Susuz yaşanmaz değil mi? Oysa su zehirlenmesi diye bir gerçek vardır. Vücuda fazla miktarda alınan su, insanı ölüme dek götürebilir.
Ülkemiz için 1950'lerde şehirlerde yaşama oranı % 57'lerde gezerken, 50-60 yıl içinde bu oran % 95'e kadar ulaşmış. Ne çok insan var, ne çok araba, ne çok bina...diye neredeyse tiksintiyle haykırmamız bundandır.
Her şey dozda gizli, doz her şey.
Çok fazla insanla sokakları, caddeleri, paylaşmak canımıza okumuşken, sosyal medya fenomeni aşırı iletişmeye tuz biber ekti.
İlkokulda gördüğüm, adını hatırlamakta zorladığım, aklımda çok da yer etmemiş karakterler şu an paylaştığım tek fotoğrafla, dostlarıma, aileme, ne iş yaptığıma tanık olabiliyor. Aynı anda hayatımın herhangi bir yılından kalan komşum, iş arkadaşım ve akrabalarım da.
Calhoun'un 25. Evren adında bir deneyi var. Fareler üzerinde yapılan deneyle aşırı sosyalleşmenin, toplumu nasıl çatırdattığına, tecavüzlere, vahşetin artışına ve hatta aşkın bitişine neden olduğunu görüveriyorsunuz.
Bir insan bundan 100 yıl evvel, kaç hayata tanıklık edebilirdi ki? Kendi dar yaşam alanındaki insanlar, o insanların aktardığı daha az sayıdaki başka insanların hayat hikayeleri, belki bir kaç hikaye ve kitapla tanık oldukları karakterler.
Oysa şu anda sadece 10 dakika sosyal medya sayfamızın akışına baksak, yüzlerce insanın felsefi, edebi, siyasi ve hatta duygusal düşüncelerine şahit olabiliyoruz.

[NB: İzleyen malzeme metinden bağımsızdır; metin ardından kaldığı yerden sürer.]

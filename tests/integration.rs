//! Integration tests for the request/response bridge.

use std::time::Duration;

use async_trait::async_trait;
use tokio_stream::StreamExt;

use streamgate::prelude::*;

fn config(name: &str, buffer_size: usize, timeout: Duration) -> ProcessorConfig {
    ProcessorConfig::new(name, buffer_size, timeout)
}

/// Opt into log output with e.g. `RUST_LOG=streamgate=debug`.
fn init_tracing() {
    let _ = tracing_subscriber::fmt()
        .with_env_filter(tracing_subscriber::EnvFilter::from_default_env())
        .try_init();
}

#[tokio::test]
async fn submit_resolves_through_the_pipeline() {
    init_tracing();
    let processor = IntoableProcessor::spawn(
        MapProcess::new(|s: String| s.len()),
        config("length", 16, Duration::from_secs(5)),
    )
    .unwrap();

    let len = processor.submit("abc".to_string()).await.unwrap();
    assert_eq!(len, 3);

    processor.shutdown().await;
}

#[tokio::test(start_paused = true)]
async fn identity_process_echoes_every_request() {
    let processor = IntoableProcessor::spawn(
        process_fn(|n: u64| async move { Ok(vec![n]) }),
        config("identity", 32, Duration::from_secs(3600)),
    )
    .unwrap();

    let futures: Vec<_> = (0..20).map(|n| processor.submit(n)).collect();
    for (n, future) in futures.into_iter().enumerate() {
        assert_eq!(future.await, Ok(n as u64));
    }

    processor.shutdown().await;
}

#[tokio::test(start_paused = true)]
async fn slow_process_times_out_the_caller() {
    let processor = IntoableProcessor::spawn(
        process_fn(|s: String| async move {
            tokio::time::sleep(Duration::from_secs(1)).await;
            Ok(vec![s])
        }),
        config("slow", 4, Duration::from_millis(100)),
    )
    .unwrap();

    let result = processor.submit("abc".to_string()).await;
    assert_eq!(result, Err(Error::timeout("\"abc\"")));

    processor.shutdown().await;
}

#[tokio::test(start_paused = true)]
async fn failing_element_is_dropped_and_the_stream_continues() {
    init_tracing();
    let processor = IntoableProcessor::spawn(
        process_fn(|(n, m): (i64, i64)| async move {
            if m == 0 {
                return Err(Error::custom("division by zero"));
            }
            Ok(vec![n / m])
        }),
        config("divide", 4, Duration::from_millis(200)),
    )
    .unwrap();

    let bad = processor.submit((4, 0));
    let good = processor.submit((4, 2));

    assert_eq!(good.await, Ok(2));
    assert_eq!(bad.await, Err(Error::timeout("(4, 0)")));
    assert_eq!(processor.stats().dropped_elements, 1);

    processor.shutdown().await;
}

#[tokio::test(start_paused = true)]
async fn panicking_element_is_dropped_and_the_stream_continues() {
    let processor = IntoableProcessor::spawn(
        process_fn(|n: i32| async move {
            if n == 13 {
                panic!("unlucky");
            }
            Ok(vec![n])
        }),
        config("panicky", 4, Duration::from_millis(200)),
    )
    .unwrap();

    let bad = processor.submit(13);
    let good = processor.submit(7);

    assert_eq!(good.await, Ok(7));
    assert!(matches!(bad.await, Err(Error::Timeout { .. })));
    assert_eq!(processor.stats().dropped_elements, 1);

    processor.shutdown().await;
}

#[tokio::test(start_paused = true)]
async fn overflowing_a_stalled_pipeline_fails_fast() {
    let processor = IntoableProcessor::spawn(
        process_fn(|n: u32| async move {
            tokio::time::sleep(Duration::from_secs(3600)).await;
            Ok(vec![n])
        }),
        config("stalled", 2, Duration::from_secs(7200)),
    )
    .unwrap();

    // Let intake pull the blocker out of the queue before filling it.
    let _blocker = processor.submit(0);
    tokio::time::sleep(Duration::from_millis(1)).await;

    let _first = processor.submit(1);
    let _second = processor.submit(2);
    let rejected = processor.submit(3);

    assert_eq!(
        rejected.await,
        Err(Error::unavailable("stalled")),
        "drop-newest must fail the excess submission immediately"
    );

    processor.abort();
}

#[tokio::test(start_paused = true)]
async fn shutdown_at_the_seventh_submission_drains_and_refuses_the_rest() {
    let processor = IntoableProcessor::spawn(
        process_fn(|n: u32| async move {
            tokio::time::sleep(Duration::from_millis(100)).await;
            Ok(vec![n * 2])
        }),
        config("throttled", 2, Duration::from_secs(60)),
    )
    .unwrap();

    // Pace the first seven submissions against the 100ms-per-element process
    // so some drain live, some queue, and the overflow is dropped.
    let mut futures = Vec::new();
    for n in 0..7u32 {
        futures.push((n, processor.submit(n)));
        tokio::time::sleep(Duration::from_millis(45)).await;
    }

    // Trigger shutdown right after the seventh submission; the remaining
    // three race the closed queue and must be refused, not dropped.
    let handle = processor.handle();
    let drain = tokio::spawn(async move { handle.shutdown().await });
    tokio::time::sleep(Duration::from_millis(1)).await;
    for n in 7..10u32 {
        futures.push((n, processor.submit(n)));
    }

    drain.await.unwrap();

    let mut resolved = 0;
    let mut unavailable = 0;
    let mut refused = 0;
    for (n, future) in futures {
        match future.await {
            Ok(value) => {
                assert_eq!(value, n * 2);
                resolved += 1;
            }
            Err(Error::Unavailable { name }) => {
                assert_eq!(name, "throttled");
                unavailable += 1;
            }
            Err(Error::Shutdown) => refused += 1,
            Err(other) => panic!("unexpected failure: {}", other),
        }
    }

    assert!(resolved >= 5, "at least 5 values must be observed, got {}", resolved);
    assert!(
        refused >= 3,
        "submissions after the shutdown signal must fail with Shutdown, got {}",
        refused
    );
    assert_eq!(resolved + unavailable + refused, 10);

    // Drain already completed; a second shutdown observes the same signal.
    processor.shutdown().await;
    processor.when_done().await;
}

#[tokio::test(start_paused = true)]
async fn submissions_after_shutdown_are_refused() {
    let processor = IntoableProcessor::spawn(
        MapProcess::new(|n: u32| n),
        config("closing", 4, Duration::from_secs(5)),
    )
    .unwrap();

    processor.shutdown().await;
    assert_eq!(processor.submit(1).await, Err(Error::Shutdown));
}

#[tokio::test]
async fn construction_rejects_degenerate_bounds() {
    let zero_buffer = IntoableProcessor::spawn(
        MapProcess::new(|n: u32| n),
        config("bad", 0, Duration::from_secs(1)),
    );
    assert!(matches!(zero_buffer, Err(Error::InvalidArgument(_))));

    let zero_in_flight = IntoableProcessor::spawn(
        MapProcess::new(|n: u32| n),
        config("bad", 8, Duration::from_secs(1)).max_in_flight(0),
    );
    assert!(matches!(zero_in_flight, Err(Error::InvalidArgument(_))));
}

/// Buffers everything and flushes in reverse on drain, breaking positional
/// pairing on purpose.
struct ReverseOnDrain {
    buffered: Vec<u64>,
}

#[async_trait]
impl Process for ReverseOnDrain {
    type Request = u64;
    type Response = u64;

    async fn apply(&mut self, request: u64) -> Result<Vec<u64>> {
        self.buffered.push(request);
        Ok(vec![])
    }

    async fn finish(&mut self) -> Result<Vec<u64>> {
        self.buffered.reverse();
        Ok(std::mem::take(&mut self.buffered))
    }
}

#[tokio::test(start_paused = true)]
async fn correlation_matches_reordered_responses() {
    let processor = IntoableProcessor::spawn_correlated(
        ReverseOnDrain { buffered: Vec::new() },
        config("reorder", 128, Duration::from_secs(60)),
        Correlation::new(|r: &u64| *r, |s: &u64| *s, Duration::from_millis(100)),
    )
    .unwrap();

    let futures: Vec<_> = (0..100u64).map(|n| processor.submit(n)).collect();
    processor.shutdown().await;

    for (n, future) in futures.into_iter().enumerate() {
        assert_eq!(future.await, Ok(n as u64));
    }
}

#[tokio::test(start_paused = true)]
async fn duplicate_correlation_keys_favor_the_latest_submission() {
    let processor = IntoableProcessor::spawn_correlated(
        ReverseOnDrain { buffered: Vec::new() },
        config("dupes", 8, Duration::from_secs(60)),
        Correlation::new(|r: &u64| *r, |s: &u64| *s, Duration::from_secs(10)),
    )
    .unwrap();

    let displaced = processor.submit(7);
    let latest = processor.submit(7);
    processor.shutdown().await;

    assert_eq!(latest.await, Ok(7));
    // The displaced entry never receives a response.
    assert!(displaced.await.is_err());
}

#[tokio::test(start_paused = true)]
async fn unmatched_responses_are_counted_and_dropped() {
    let processor = IntoableProcessor::spawn_correlated(
        MapProcess::new(|n: u64| n + 1000),
        config("mismatch", 8, Duration::from_millis(200)),
        Correlation::new(|r: &u64| *r, |s: &u64| *s, Duration::from_millis(50)),
    )
    .unwrap();

    let orphaned = processor.submit(1);
    assert!(matches!(orphaned.await, Err(Error::Timeout { .. })));
    assert_eq!(processor.stats().unmatched_responses, 1);

    processor.shutdown().await;
}

#[tokio::test(start_paused = true)]
async fn checked_pairing_rejects_mismatched_responses() {
    let processor = IntoableProcessor::spawn_checked(
        MapProcess::new(|n: i64| n + 1),
        config("checked", 8, Duration::from_secs(5)),
        |request: &i64, response: &i64| request == response,
    )
    .unwrap();

    let result = processor.submit(4).await;
    assert_eq!(result, Err(Error::not_correlated("4", "5")));

    processor.shutdown().await;
}

#[tokio::test(start_paused = true)]
async fn checked_pairing_passes_matching_responses() {
    let processor = IntoableProcessor::spawn_checked(
        MapProcess::new(|n: i64| n),
        config("checked-ok", 8, Duration::from_secs(5)),
        |request: &i64, response: &i64| request == response,
    )
    .unwrap();

    assert_eq!(processor.submit(4).await, Ok(4));
    processor.shutdown().await;
}

#[tokio::test]
async fn splice_yields_responses_in_upstream_order() {
    let processor = IntoableProcessor::spawn(
        MapProcess::new(|s: &str| s.len()),
        config("lengths", 16, Duration::from_secs(5)),
    )
    .unwrap();

    let results: Vec<_> = tokio_stream::iter(["x", "yy", "zzz"])
        .splice_into(processor.sink(), 1)
        .collect()
        .await;
    assert_eq!(results, vec![Ok(1), Ok(2), Ok(3)]);

    processor.shutdown().await;
}

#[tokio::test]
async fn splice_keeps_order_under_parallelism() {
    let processor = IntoableProcessor::spawn(
        MapProcess::new(|n: u64| n * 10),
        config("ordered", 64, Duration::from_secs(5)),
    )
    .unwrap();

    let results: Vec<_> = tokio_stream::iter(0..20u64)
        .splice_into(processor.sink(), 4)
        .collect()
        .await;
    let expected: Vec<_> = (0..20u64).map(|n| Ok(n * 10)).collect();
    assert_eq!(results, expected);

    processor.shutdown().await;
}

#[tokio::test]
async fn splice_rejects_zero_parallelism() {
    let processor = IntoableProcessor::spawn(
        MapProcess::new(|n: u64| n),
        config("zero", 4, Duration::from_secs(5)),
    )
    .unwrap();

    let results: Vec<_> = tokio_stream::iter([1u64])
        .splice_into(processor.sink(), 0)
        .collect()
        .await;
    assert_eq!(results.len(), 1);
    assert!(matches!(results[0], Err(Error::InvalidArgument(_))));

    processor.shutdown().await;
}

#[tokio::test]
async fn remote_splice_resolves_through_respondees() {
    let processor = IntoableProcessor::spawn(
        MapProcess::new(|s: &str| s.len()),
        config("remote-lengths", 16, Duration::from_secs(5)),
    )
    .unwrap();

    let results: Vec<_> = tokio_stream::iter(["x", "yy", "zzz"])
        .splice_into_remote(
            processor.sink(),
            RespondeeFactory::new(),
            Duration::from_secs(5),
            2,
        )
        .collect()
        .await;
    assert_eq!(results, vec![Ok(1), Ok(2), Ok(3)]);

    processor.shutdown().await;
}

#[tokio::test(start_paused = true)]
async fn aborted_pipeline_loses_in_flight_requests() {
    let processor = IntoableProcessor::spawn(
        process_fn(|n: u32| async move {
            tokio::time::sleep(Duration::from_secs(10)).await;
            Ok(vec![n])
        }),
        config("killed", 8, Duration::from_secs(30)),
    )
    .unwrap();

    let pending = processor.submit(1);
    tokio::time::sleep(Duration::from_millis(1)).await;
    processor.abort();

    // The in-flight request is lost; its slot settles via Shutdown (dropped
    // writer) or its deadline, never with a value.
    assert!(pending.await.is_err());
    processor.when_done().await;
}

#[tokio::test(start_paused = true)]
async fn coordinator_drains_processors_before_later_phases() {
    let processor = IntoableProcessor::spawn(
        process_fn(|n: u32| async move {
            tokio::time::sleep(Duration::from_millis(50)).await;
            Ok(vec![n])
        }),
        config("coordinated", 8, Duration::from_secs(60)),
    )
    .unwrap();

    let pending = processor.submit(5);

    let mut coordinator = ShutdownCoordinator::new(Duration::from_secs(30));
    coordinator.register_drain(processor.handle()).unwrap();

    let handle = processor.handle();
    coordinator
        .register(PHASE_SERVICE_STOP, "assert-drained", move || async move {
            // By this phase the drain already completed.
            handle.when_done().await;
        })
        .unwrap();

    coordinator.run().await;
    assert_eq!(pending.await, Ok(5));
    assert_eq!(processor.submit(9).await, Err(Error::Shutdown));
}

Yetmiyor... onlarca dizi, film, kitap, videoda hiç tanımadığımız, tanışma imkanımızın olmayacağı insanların varlığını farkediyoruz.
Kimsenin bir diğerinden farkı kalmıyor.
Fark yaratmak için kızlarını taklit eden babalar, bebeklerine türlü maskaralık yaptırıp elinde mikrofon ve kamerayla gezen anneler, arkadaşlarının olmadık halini kaydetmekten zevk alan insanlar çoğalıyor.
Bizim için özel olan insanlar yine yüzyüze, cancana muhabbet etmekten keyif aldıklarımız..
İnsani ilişkilerde dozu çoktan aştık. Ne acıya, ne mutluluğa ölçülü tepkiyi veremememiz bundan.
Suyun fazlası zehirliyor insanları, aşırı iletişimin zehirlediği gibi.
Keşke yine birbirimizi insanca özlüyor olsaydık.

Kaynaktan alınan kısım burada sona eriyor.